Alpha-beta pruning formalizes this with two values that we thread through the recursion:
- alpha: the best score the maximizer can already guarantee somewhere higher up the tree.
- beta: the best score the minimizer can already guarantee.
At any node, alpha is a lower bound and beta an upper bound on scores that are still relevant. Both live in the same X-perspective scale as our terminal scores, so their meaning never flips with the side to move. The moment they cross, that is beta <= alpha, we know the current node can’t influence the final decision and we cut off the rest of its moves. Crucially, pruning never changes the value minimax computes; it only skips work that provably doesn’t matter.
Implementing Alpha-Beta#
The structure is identical to plain minimax, with two additions per branch: after updating best, we tighten the relevant bound (alpha for the maximizer, beta for the minimizer), and then check for the cutoff.

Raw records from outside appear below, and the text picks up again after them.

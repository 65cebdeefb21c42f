use std::fmt;

use serde::{Serialize, Serializer};

use super::QuizQuestion;

/// Marker recorded for questions left open when a session is turned in early.
pub const UNANSWERED: &str = "unanswered";

/// What the user picked for a question.
#[derive(Debug, Clone, PartialEq, Eq)]
pub enum UserAnswer {
    Chosen(String),
    Unanswered,
}

impl UserAnswer {
    pub fn as_str(&self) -> &str {
        match self {
            UserAnswer::Chosen(option) => option,
            UserAnswer::Unanswered => UNANSWERED,
        }
    }

    pub fn is_answered(&self) -> bool {
        matches!(self, UserAnswer::Chosen(_))
    }
}

impl fmt::Display for UserAnswer {
    fn fmt(&self, f: &mut fmt::Formatter<'_>) -> fmt::Result {
        f.write_str(self.as_str())
    }
}

impl Serialize for UserAnswer {
    fn serialize<S: Serializer>(&self, serializer: S) -> Result<S::Ok, S::Error> {
        serializer.serialize_str(self.as_str())
    }
}

/// One entry of the session history.
#[derive(Debug, Clone, PartialEq, Eq, Serialize)]
pub struct AnswerLog {
    pub question: QuizQuestion,
    pub user_answer: UserAnswer,
    pub correct_answer: String,
    pub is_correct: bool,
}

impl AnswerLog {
    pub(crate) fn answered(question: QuizQuestion, chosen: &str) -> Self {
        let correct_answer = question.correct_answer().to_string();
        let is_correct = chosen == correct_answer;
        Self {
            question,
            user_answer: UserAnswer::Chosen(chosen.to_string()),
            correct_answer,
            is_correct,
        }
    }

    pub(crate) fn unanswered(question: QuizQuestion) -> Self {
        let correct_answer = question.correct_answer().to_string();
        Self {
            question,
            user_answer: UserAnswer::Unanswered,
            correct_answer,
            is_correct: false,
        }
    }
}

/// Final score and history of a finished session.
#[derive(Debug, Clone, PartialEq, Eq, Serialize)]
pub struct SessionResult {
    pub score: usize,
    pub history: Vec<AnswerLog>,
}

impl SessionResult {
    /// Number of questions presented.
    pub fn total(&self) -> usize {
        self.history.len()
    }

    /// Number of questions the user actually answered.
    pub fn answered(&self) -> usize {
        self.history
            .iter()
            .filter(|log| log.user_answer.is_answered())
            .count()
    }

    pub fn percentage(&self) -> f64 {
        if self.history.is_empty() {
            0.0
        } else {
            (self.score as f64 / self.history.len() as f64) * 100.0
        }
    }
}

#[cfg(test)]
mod tests {
    use super::*;

    #[test]
    fn test_unanswered_serializes_as_marker() {
        let json = serde_json::to_string(&UserAnswer::Unanswered).unwrap();
        assert_eq!(json, "\"unanswered\"");
        assert_eq!(UserAnswer::Chosen("は".into()).to_string(), "は");
    }
}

func alphabeta(b board, player, depth, alpha, beta int) int {
if w := b.winner(); w != empty {
return w * (10 - depth)
}
if b.full() {
return 0
}
if player == X {
best := math.MinInt
for i := 0; i < 9; i++ {
if b[i] != empty {
continue
}
b[i] = X
best = max(best, alphabeta(b, O, depth+1, alpha, beta))
b[i] = empty
alpha = max(alpha, best)
if beta <= alpha {
break
}
}
return best
}
best := math.MaxInt
for i := 0; i < 9; i++ {
if b[i] != empty {
continue
}
b[i] = O
best = min(best, alphabeta(b, X, depth+1, alpha, beta))
b[i] = empty
beta = min(beta, best)
if beta <= alpha {
break
}
}
return best
}
When the maximizer raises alpha to or above beta, it has found a move so good that the minimizer, one level up, would never have let the game reach this node, so we break out of the loop and stop generating moves. The minimizer’s cutoff is the symmetric case. We kick off the search with the widest possible window, alpha = math.MinInt and beta = math.MaxInt, so that nothing is pruned at the root.
Results#
Running alpha-beta from the same empty board:
plain minimax: value=0 nodes=549946
alpha-beta: value=0 nodes=20866
nodes pruned: 529080 (96.2% fewer)
The value is still 0, exactly as before, confirming that pruning didn’t change the answer. But we reached it by visiting 20,866 nodes instead of 549,946, a 96.2% reduction, skipping the vast majority of the tree.

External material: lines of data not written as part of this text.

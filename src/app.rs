use crate::config::count_bounds;
use crate::models::{
    AppState, NUM_OPTIONS, QuestionSource, QuizQuestion, SessionResult, VocabularyItem,
};
use crate::session::{Feedback, Progress, QuizSession, Sampler};

/// Terminal application state. Owns at most one live session.
pub struct App {
    pub state: AppState,
    source: QuestionSource,
    sampler: Sampler,
    question_count: usize,
    session: Option<QuizSession>,
    shown_index: usize,
    selected_option: usize,
    feedback: Option<Feedback>,
    pending_result: Option<SessionResult>,
    result: Option<SessionResult>,
    result_scroll: usize,
    notice: Option<String>,
}

impl App {
    pub fn new(source: QuestionSource, sampler: Sampler, question_count: usize) -> Self {
        Self {
            state: AppState::Welcome,
            source,
            sampler,
            question_count,
            session: None,
            shown_index: 0,
            selected_option: 0,
            feedback: None,
            pending_result: None,
            result: None,
            result_scroll: 0,
            notice: None,
        }
    }

    pub fn source(&self) -> &QuestionSource {
        &self.source
    }

    pub fn question_count(&self) -> usize {
        self.question_count
    }

    /// Blocking message shown on the setup screen, e.g. a rejected pool.
    pub fn notice(&self) -> Option<&str> {
        self.notice.as_deref()
    }

    /// The question on screen: the open one, or the one just answered while
    /// its feedback is showing.
    pub fn current_question(&self) -> Option<&QuizQuestion> {
        self.session.as_ref()?.questions().get(self.shown_index)
    }

    pub fn current_question_number(&self) -> usize {
        self.shown_index + 1
    }

    pub fn total_questions(&self) -> usize {
        self.session
            .as_ref()
            .map_or(0, QuizSession::question_count)
    }

    pub fn score(&self) -> usize {
        self.session.as_ref().map_or(0, QuizSession::score)
    }

    pub fn selected_option(&self) -> usize {
        self.selected_option
    }

    pub fn feedback(&self) -> Option<&Feedback> {
        self.feedback.as_ref()
    }

    pub fn result(&self) -> Option<&SessionResult> {
        self.result.as_ref()
    }

    pub fn result_scroll(&self) -> usize {
        self.result_scroll
    }

    /// Vocabulary metadata for a prompt, when the source is a vocabulary pool.
    pub fn lookup(&self, prompt: &str) -> Option<&VocabularyItem> {
        self.source.vocabulary()?.lookup(prompt)
    }

    pub fn increase_count(&mut self) {
        let (_, max) = count_bounds(self.source.len());
        self.question_count = (self.question_count + 1).min(max);
    }

    pub fn decrease_count(&mut self) {
        let (min, _) = count_bounds(self.source.len());
        self.question_count = self.question_count.saturating_sub(1).max(min);
    }

    pub fn select_next_option(&mut self) {
        if self.feedback.is_none() {
            self.selected_option = (self.selected_option + 1) % NUM_OPTIONS;
        }
    }

    pub fn select_previous_option(&mut self) {
        if self.feedback.is_none() {
            self.selected_option = (self.selected_option + NUM_OPTIONS - 1) % NUM_OPTIONS;
        }
    }

    /// Begin a fresh session on the configured source.
    pub fn start_quiz(&mut self) {
        match QuizSession::begin(&self.source, self.question_count, &mut self.sampler) {
            Ok(session) => {
                self.session = Some(session);
                self.shown_index = 0;
                self.selected_option = 0;
                self.feedback = None;
                self.pending_result = None;
                self.notice = None;
                self.state = AppState::Quiz;
            }
            Err(err) => {
                log::warn!("cannot start quiz: {}", err);
                self.notice = Some(err.to_string());
            }
        }
    }

    /// Answer with the selected option, or move on if feedback is showing.
    pub fn submit_answer(&mut self) {
        if self.feedback.is_some() {
            self.advance();
            return;
        }

        let Some(session) = self.session.as_mut() else {
            return;
        };
        let Some(chosen) = session
            .current()
            .map(|question| question.options()[self.selected_option].clone())
        else {
            return;
        };

        match session.answer(session.cursor(), &chosen) {
            Ok(outcome) => {
                if let Progress::Finished(result) = outcome.progress {
                    self.pending_result = Some(result);
                }
                self.feedback = Some(outcome.feedback);
            }
            Err(err) => log::error!("answer rejected: {}", err),
        }
    }

    fn advance(&mut self) {
        self.feedback = None;
        self.selected_option = 0;

        if let Some(result) = self.pending_result.take() {
            self.show_result(result);
        } else if let Some(session) = &self.session {
            self.shown_index = session.cursor();
        }
    }

    /// Turn the session in with the remaining questions unanswered.
    pub fn submit_early(&mut self) {
        if let Some(result) = self.pending_result.take() {
            self.show_result(result);
            return;
        }

        let Some(session) = self.session.as_mut() else {
            return;
        };
        match session.submit_early() {
            Ok(result) => self.show_result(result),
            Err(err) => log::error!("early submit rejected: {}", err),
        }
    }

    /// Drop the live session without recording anything.
    pub fn abandon(&mut self) {
        if let Some(session) = self.session.take() {
            log::info!(
                "session abandoned at question {} of {}",
                session.cursor() + 1,
                session.question_count()
            );
        }
        self.feedback = None;
        self.pending_result = None;
        self.state = AppState::Welcome;
    }

    fn show_result(&mut self, result: SessionResult) {
        self.session = None;
        self.feedback = None;
        self.result = Some(result);
        self.result_scroll = 0;
        self.state = AppState::Result;
    }

    pub fn scroll_results_down(&mut self) {
        let max = self
            .result
            .as_ref()
            .map_or(0, |result| result.total().saturating_sub(1));
        self.result_scroll = (self.result_scroll + 1).min(max);
    }

    pub fn scroll_results_up(&mut self) {
        self.result_scroll = self.result_scroll.saturating_sub(1);
    }

    /// Back to setup; the next start builds a brand-new session.
    pub fn restart(&mut self) {
        self.state = AppState::Welcome;
        self.result_scroll = 0;
    }

    /// Consume the app, keeping the last finished result.
    pub fn into_result(self) -> Option<SessionResult> {
        self.result
    }
}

One caveat worth stating: how much alpha-beta prunes depends heavily on move ordering. The earlier a strong move is examined, the sooner alpha and beta tighten and the more the remaining branches get cut. Our implementation just walks cells 0 through 8 in order, which is a naive ordering, and still prunes 96% of nodes. With perfect ordering, alpha-beta only needs to examine on the order of the square root of the nodes that plain minimax does, which is why real game engines put so much effort into examining promising moves first.
Conclusion#
Minimax is a satisfying algorithm: the whole thing is just two mirror-image branches and a scoring convention for terminal positions, yet it plays tic-tac-toe perfectly. Alpha-beta pruning then buys an enormous speedup for a few extra lines, without ever changing the answer, by refusing to explore branches that can’t matter. The same two ideas scale up, with the addition of depth limits and heuristic evaluation of non-terminal positions, to the engines that play chess and other far larger games. If you want to go deeper, the chess programming wiki has a wealth of material on move ordering, transposition tables, and the many refinements built on top of this foundation.